• _How to complete this task_: Only the lines from the beginning of the data below through the line that contains "pub use full::FullAssembly;" should be repeated, exactly as written.

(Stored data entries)
..............................

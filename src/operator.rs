//! The nonlinear mechanics operator.
//!
//! For a trial nodal velocity `v` the operator evaluates the internal force residual
//! `H(v) = sum_e sum_q B^T sigma(v) w det J` in the end configuration `x_begin + dt v`,
//! and exposes its Jacobian either as an assembled matrix or as a matrix-free action,
//! depending on the [`AssemblyMode`].
use log::debug;
use nalgebra::{DVector, DVectorView, DVectorViewMut, SMatrix};
use serde::{Deserialize, Serialize};
use std::error::Error;
use std::fmt;
use std::sync::Arc;

use crate::bc::BcGroup;
use crate::comm::Communicator;
use crate::error::{Result, SimulationError};
use crate::fe::{GeometricFactors, H1VectorSpace, NODES_PER_ELEMENT};
use crate::material::MaterialModel;
use crate::quadrature_field::QuadratureField;
use crate::sparse::nalgebra_sparse::CsrMatrix;
use crate::sparse::preconditioner::JacobiPreconditioner;
use crate::sparse::{InnerProduct, LinearOperator};

mod element;
mod full;
pub mod local;
mod partial;

pub use element::ElementAssembly;
pub use full::FullAssembly;
pub use partial::PartialAssembly;

use local::{assemble_element_vectors, element_internal_force};

#[derive(Debug, Copy, Clone, PartialEq, Eq, Hash, Serialize, Deserialize)]
pub enum AssemblyMode {
    #[serde(rename = "full")]
    Full,
    #[serde(rename = "pa")]
    PartialAssembly,
    #[serde(rename = "ea")]
    ElementAssembly,
}

impl fmt::Display for AssemblyMode {
    fn fmt(&self, f: &mut fmt::Formatter<'_>) -> fmt::Result {
        match self {
            Self::Full => write!(f, "full"),
            Self::PartialAssembly => write!(f, "partial assembly"),
            Self::ElementAssembly => write!(f, "element assembly"),
        }
    }
}

/// Reference, begin and end nodal coordinates in the layout of the true DOFs.
#[derive(Debug, Clone, PartialEq)]
pub struct KinematicState {
    reference: DVector<f64>,
    begin: DVector<f64>,
    end: DVector<f64>,
}

impl KinematicState {
    pub fn new(reference: DVector<f64>) -> Self {
        Self {
            begin: reference.clone(),
            end: reference.clone(),
            reference,
        }
    }

    pub fn reference(&self) -> &DVector<f64> {
        &self.reference
    }

    pub fn begin(&self) -> &DVector<f64> {
        &self.begin
    }

    pub fn end(&self) -> &DVector<f64> {
        &self.end
    }

    /// `end = begin + dt * velocity`
    pub fn update_end(&mut self, velocity: &DVector<f64>, dt: f64) {
        self.end.copy_from(&self.begin);
        self.end.axpy(dt, velocity, 1.0);
    }

    /// Makes the end configuration the beginning of the next step.
    pub fn commit(&mut self) {
        self.begin.copy_from(&self.end);
    }
}

/// The sorted essential true DOFs together with a membership mask.
#[derive(Debug, Clone, Default, PartialEq, Eq)]
pub struct EssentialDofs {
    dofs: Vec<usize>,
    mask: Vec<bool>,
}

impl EssentialDofs {
    pub fn new(num_dofs: usize, mut dofs: Vec<usize>) -> Self {
        dofs.sort_unstable();
        dofs.dedup();
        let mut mask = vec![false; num_dofs];
        for &dof in &dofs {
            mask[dof] = true;
        }
        Self { dofs, mask }
    }

    pub fn dofs(&self) -> &[usize] {
        &self.dofs
    }

    pub fn contains(&self, dof: usize) -> bool {
        self.mask.get(dof).copied().unwrap_or(false)
    }

    pub fn zero_entries(&self, v: &mut DVector<f64>) {
        for &dof in &self.dofs {
            v[dof] = 0.0;
        }
    }
}

/// How the Jacobian of the operator is formed and applied.
///
/// A strategy is (re)built from the current geometry and material tangent by
/// [`assemble`](Self::assemble) and stays valid until the next material update.
pub trait AssemblyStrategy: fmt::Debug + Send + Sync {
    fn mode(&self) -> AssemblyMode;

    fn assemble(
        &mut self,
        space: &H1VectorSpace,
        geometry: &GeometricFactors,
        tangent: &QuadratureField,
        essential: &EssentialDofs,
    );

    /// `y = K x` without boundary conditions.
    fn apply_local(&self, space: &H1VectorSpace, x: &DVector<f64>, y: &mut DVector<f64>);

    /// `y = K x` with essential DOFs eliminated: constrained entries of `x` are treated as
    /// zero and constrained entries of `y` copy `x`.
    fn apply_eliminated(&self, space: &H1VectorSpace, essential: &EssentialDofs, x: &DVector<f64>, y: &mut DVector<f64>) {
        let mut x_free = x.clone();
        essential.zero_entries(&mut x_free);
        self.apply_local(space, &x_free, y);
        for &dof in essential.dofs() {
            y[dof] = x[dof];
        }
    }

    /// Diagonal of `K` without boundary conditions.
    fn diagonal(&self, space: &H1VectorSpace) -> DVector<f64>;

    /// The assembled matrix with essential DOFs eliminated, if the strategy forms one.
    fn eliminated_matrix(&self) -> Option<&CsrMatrix<f64>> {
        None
    }
}

pub fn create_assembly_strategy(mode: AssemblyMode, space: &H1VectorSpace) -> Result<Box<dyn AssemblyStrategy>> {
    Ok(match mode {
        AssemblyMode::Full => Box::new(FullAssembly::new(space)?),
        AssemblyMode::PartialAssembly => Box::new(PartialAssembly::new()),
        AssemblyMode::ElementAssembly => Box::new(ElementAssembly::new()),
    })
}

/// The Jacobian of the operator with essential DOFs eliminated.
#[derive(Debug, Copy, Clone)]
pub struct MechanicsJacobian<'a> {
    strategy: &'a dyn AssemblyStrategy,
    space: &'a H1VectorSpace,
    essential: &'a EssentialDofs,
}

impl MechanicsJacobian<'_> {
    pub fn mode(&self) -> AssemblyMode {
        self.strategy.mode()
    }

    /// The assembled sparse matrix for [`AssemblyMode::Full`].
    pub fn matrix(&self) -> Option<&CsrMatrix<f64>> {
        self.strategy.eliminated_matrix()
    }
}

impl LinearOperator<f64> for MechanicsJacobian<'_> {
    fn apply(&self, mut y: DVectorViewMut<f64>, x: DVectorView<f64>) -> std::result::Result<(), Box<dyn Error>> {
        let n = self.space.num_true_dofs();
        if x.len() != n || y.len() != n {
            return Err(Box::from(format!(
                "Jacobian of dimension {} applied to vector of dimension {}",
                n,
                x.len()
            )));
        }
        let x = x.clone_owned();
        let mut result = DVector::zeros(n);
        self.strategy
            .apply_eliminated(self.space, self.essential, &x, &mut result);
        y.copy_from(&result);
        Ok(())
    }
}

/// Inner product summed over all ranks.
#[derive(Clone, Copy)]
pub struct CollectiveInnerProduct<'a> {
    comm: &'a dyn Communicator,
}

impl<'a> CollectiveInnerProduct<'a> {
    pub fn new(comm: &'a dyn Communicator) -> Self {
        Self { comm }
    }
}

impl InnerProduct<f64> for CollectiveInnerProduct<'_> {
    fn dot(&self, a: DVectorView<f64>, b: DVectorView<f64>) -> f64 {
        self.comm.all_reduce_sum_scalar(a.dot(&b))
    }
}

pub struct MechanicsOperator {
    space: H1VectorSpace,
    comm: Arc<dyn Communicator>,
    material: MaterialModel,
    strategy: Box<dyn AssemblyStrategy>,
    kinematics: KinematicState,
    essential: EssentialDofs,
    reference_geometry: GeometricFactors,
    /// Geometry of the configuration used by the most recent material update.
    geometry: Option<GeometricFactors>,
    preconditioner: JacobiPreconditioner<f64>,
    dt: f64,
}

impl fmt::Debug for MechanicsOperator {
    fn fmt(&self, f: &mut fmt::Formatter<'_>) -> fmt::Result {
        f.debug_struct("MechanicsOperator")
            .field("mode", &self.strategy.mode())
            .field("num_true_dofs", &self.space.num_true_dofs())
            .field("num_essential_dofs", &self.essential.dofs().len())
            .field("dt", &self.dt)
            .finish()
    }
}

impl MechanicsOperator {
    pub fn new(
        space: H1VectorSpace,
        material: MaterialModel,
        mode: AssemblyMode,
        comm: Arc<dyn Communicator>,
    ) -> Result<Self> {
        let reference = space.node_coordinates();
        let reference_geometry = GeometricFactors::compute(&space, &reference);
        if !reference_geometry.is_valid() {
            return Err(SimulationError::configuration("mesh contains inverted elements"));
        }
        let strategy = create_assembly_strategy(mode, &space)?;
        let num_dofs = space.num_true_dofs();
        Ok(Self {
            essential: EssentialDofs::new(num_dofs, Vec::new()),
            kinematics: KinematicState::new(reference),
            preconditioner: JacobiPreconditioner::from_diagonal(&DVector::repeat(num_dofs, 1.0)),
            dt: material.dt(),
            space,
            comm,
            material,
            strategy,
            reference_geometry,
            geometry: None,
        })
    }

    pub fn space(&self) -> &H1VectorSpace {
        &self.space
    }

    pub fn communicator(&self) -> &dyn Communicator {
        &*self.comm
    }

    pub fn shared_communicator(&self) -> Arc<dyn Communicator> {
        Arc::clone(&self.comm)
    }

    pub fn material(&self) -> &MaterialModel {
        &self.material
    }

    pub fn kinematics(&self) -> &KinematicState {
        &self.kinematics
    }

    pub fn mode(&self) -> AssemblyMode {
        self.strategy.mode()
    }

    pub fn essential_true_dofs(&self) -> &[usize] {
        self.essential.dofs()
    }

    pub fn dimension(&self) -> usize {
        self.space.num_true_dofs()
    }

    pub fn dt(&self) -> f64 {
        self.dt
    }

    pub fn set_dt(&mut self, dt: f64) {
        self.dt = dt;
        self.material.set_dt(dt);
    }

    pub fn set_time(&mut self, time: f64) {
        self.material.set_time(time);
    }

    pub fn inner_product(&self) -> CollectiveInnerProduct<'_> {
        CollectiveInnerProduct::new(&*self.comm)
    }

    /// Global Euclidean norm of a distributed vector.
    pub fn norm(&self, v: &DVectorView<f64>) -> f64 {
        self.comm.all_reduce_sum_scalar(v.norm_squared()).sqrt()
    }

    /// Refreshes the essential true DOFs from the given boundary condition group.
    pub fn update_essential_dofs(&mut self, group: &BcGroup) -> Result<()> {
        self.space.check_attribute_mask_len(group.attributes.len())?;
        let dofs = self
            .space
            .essential_true_dofs(&group.attributes, &group.components);
        self.essential = EssentialDofs::new(self.space.num_true_dofs(), dofs);
        Ok(())
    }

    /// Runs the material update for the trial velocity `velocity` in the configuration
    /// given by `coordinates` and combines the outcome over all ranks.
    fn setup_material(&mut self, velocity: &DVector<f64>, coordinates: &DVector<f64>) -> Result<()> {
        let geometry = GeometricFactors::compute(&self.space, coordinates);
        let velocities: Vec<SMatrix<f64, 3, NODES_PER_ELEMENT>> = (0..self.space.num_elements())
            .map(|e| self.space.gather_element(e, velocity))
            .collect();
        let local = self.material.setup(&geometry, &velocities);
        self.geometry = Some(geometry);

        // Every rank takes part in the reduction before inspecting the result
        let success = self.comm.all_reduce_and(local.is_ok());
        if let Err(err) = &local {
            debug!("Material update failed on rank {}: {}", self.comm.rank(), err);
        }
        if success {
            Ok(())
        } else {
            Err(SimulationError::CollectiveMaterialFailure)
        }
    }

    fn internal_force(&self, y: &mut DVector<f64>) -> Result<()> {
        let geometry = self.current_geometry()?;
        let stress = self.material.store().stress.end();
        assemble_element_vectors(&self.space, y, |e| {
            element_internal_force(geometry.element(e), stress.element(e))
        });
        self.essential.zero_entries(y);
        Ok(())
    }

    fn current_geometry(&self) -> Result<&GeometricFactors> {
        self.geometry
            .as_ref()
            .ok_or_else(|| SimulationError::configuration("Jacobian requested before any material update"))
    }

    /// Evaluates the residual `y = H(x)` for the trial velocity `x`.
    ///
    /// Essential entries of `x` must already hold their prescribed values. Essential rows
    /// of `y` are zero.
    pub fn residual(&mut self, x: &DVector<f64>, y: &mut DVector<f64>) -> Result<()> {
        self.kinematics.update_end(x, self.dt);
        let end = self.kinematics.end().clone();
        self.setup_material(x, &end)?;
        self.internal_force(y)
    }

    fn refresh_jacobian(&mut self) -> Result<()> {
        let geometry = self
            .geometry
            .as_ref()
            .ok_or_else(|| SimulationError::configuration("Jacobian requested before any material update"))?;
        self.strategy.assemble(
            &self.space,
            geometry,
            &self.material.store().tangent,
            &self.essential,
        );
        let mut diagonal = self.strategy.diagonal(&self.space);
        for &dof in self.essential.dofs() {
            diagonal[dof] = 1.0;
        }
        self.preconditioner
            .update_diagonal(DVectorView::from(&diagonal));
        Ok(())
    }

    fn jacobian(&self) -> MechanicsJacobian<'_> {
        MechanicsJacobian {
            strategy: &*self.strategy,
            space: &self.space,
            essential: &self.essential,
        }
    }

    /// The Jacobian at the point of the most recent residual evaluation, together with a
    /// Jacobi preconditioner built from its diagonal.
    pub fn gradient(&mut self) -> Result<(MechanicsJacobian<'_>, &JacobiPreconditioner<f64>)> {
        self.refresh_jacobian()?;
        Ok((self.jacobian(), &self.preconditioner))
    }

    /// Linearized boundary condition update used to bootstrap a step.
    ///
    /// Runs the material update for the velocity `k` without moving the end configuration,
    /// then sets `y = K x + H(k)` with essential rows of both terms zeroed.
    pub fn update_bcs_action(
        &mut self,
        k: &DVector<f64>,
        x: &DVector<f64>,
        y: &mut DVector<f64>,
    ) -> Result<(MechanicsJacobian<'_>, &JacobiPreconditioner<f64>)> {
        let end = self.kinematics.end().clone();
        self.setup_material(k, &end)?;
        self.refresh_jacobian()?;

        self.strategy.apply_local(&self.space, x, y);
        self.essential.zero_entries(y);
        let mut residual = DVector::zeros(y.len());
        self.internal_force(&mut residual)?;
        *y += residual;
        Ok((self.jacobian(), &self.preconditioner))
    }

    /// Deformation gradient `F = sum_a x_a (grad_X N_a)^T` of the end configuration at every
    /// quadrature point, row-major.
    pub fn deformation_gradient(&self) -> QuadratureField {
        let nq = self.space.num_quadrature_points();
        let mut def_grad = QuadratureField::zeros(self.space.num_elements(), nq, 9);
        let end = self.kinematics.end();
        for e in 0..self.space.num_elements() {
            let x = self.space.gather_element(e, end);
            for (q, point) in self.reference_geometry.element(e).iter().enumerate() {
                let f = x * point.gradients.transpose();
                let out = def_grad.point_mut(e, q);
                for i in 0..3 {
                    for j in 0..3 {
                        out[3 * i + j] = f[(i, j)];
                    }
                }
            }
        }
        def_grad
    }

    /// Commits the material history and the end configuration of an accepted step.
    pub fn commit(&mut self) {
        self.material.commit();
        self.kinematics.commit();
        self.geometry = None;
    }

    /// Geometry of the reference configuration.
    pub fn reference_geometry(&self) -> &GeometricFactors {
        &self.reference_geometry
    }

    /// Geometry of the current (end) configuration.
    pub fn end_geometry(&self) -> GeometricFactors {
        GeometricFactors::compute(&self.space, self.kinematics.end())
    }
}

..............................

• _Written answer_:
filename src/operator.rs
//! The nonlinear mechanics operator.
//!
//! For a trial nodal velocity `v` the operator evaluates the internal force residual
//! `H(v) = sum_e sum_q B^T sigma(v) w det J` in the end configuration `x_begin + dt v`,
//! and exposes its Jacobian either as an assembled matrix or as a matrix-free action,
//! depending on the [`AssemblyMode`].
use log::debug;
use nalgebra::{DVector, DVectorView, DVectorViewMut, SMatrix};
use serde::{Deserialize, Serialize};
use std::error::Error;
use std::fmt;
use std::sync::Arc;

use crate::bc::BcGroup;
use crate::comm::Communicator;
use crate::error::{Result, SimulationError};
use crate::fe::{GeometricFactors, H1VectorSpace, NODES_PER_ELEMENT};
use crate::material::MaterialModel;
use crate::quadrature_field::QuadratureField;
use crate::sparse::nalgebra_sparse::CsrMatrix;
use crate::sparse::preconditioner::JacobiPreconditioner;
use crate::sparse::{InnerProduct, LinearOperator};

mod element;
mod full;
pub mod local;
mod partial;

pub use element::ElementAssembly;
pub use full::FullAssembly;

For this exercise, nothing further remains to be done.